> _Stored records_
===============

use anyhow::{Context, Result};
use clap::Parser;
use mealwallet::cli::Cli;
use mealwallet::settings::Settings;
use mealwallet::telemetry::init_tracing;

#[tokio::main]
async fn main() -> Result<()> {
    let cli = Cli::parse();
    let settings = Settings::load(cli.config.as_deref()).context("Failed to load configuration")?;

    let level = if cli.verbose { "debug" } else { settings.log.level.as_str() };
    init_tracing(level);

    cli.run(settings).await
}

===============

> _WHAT TO DO_
Give every entry again in full, precisely as written above.

> _OUTPUT OF THE TASK_
use anyhow::{Context, Result};
use clap::Parser;
use mealwallet::cli::Cli;
use mealwallet::settings::Settings;
use mealwallet::telemetry::init_tracing;

#[tokio::main]
async fn main() -> Result<()> {
    let cli = Cli::parse();
    let settings = Settings::load(cli.config.as_deref()).context("Failed to load configuration")?;

    let level = if cli.verbose { "debug" } else { settings.log.level.as_str() };
    init_tracing(level);

    cli.run(settings).await
}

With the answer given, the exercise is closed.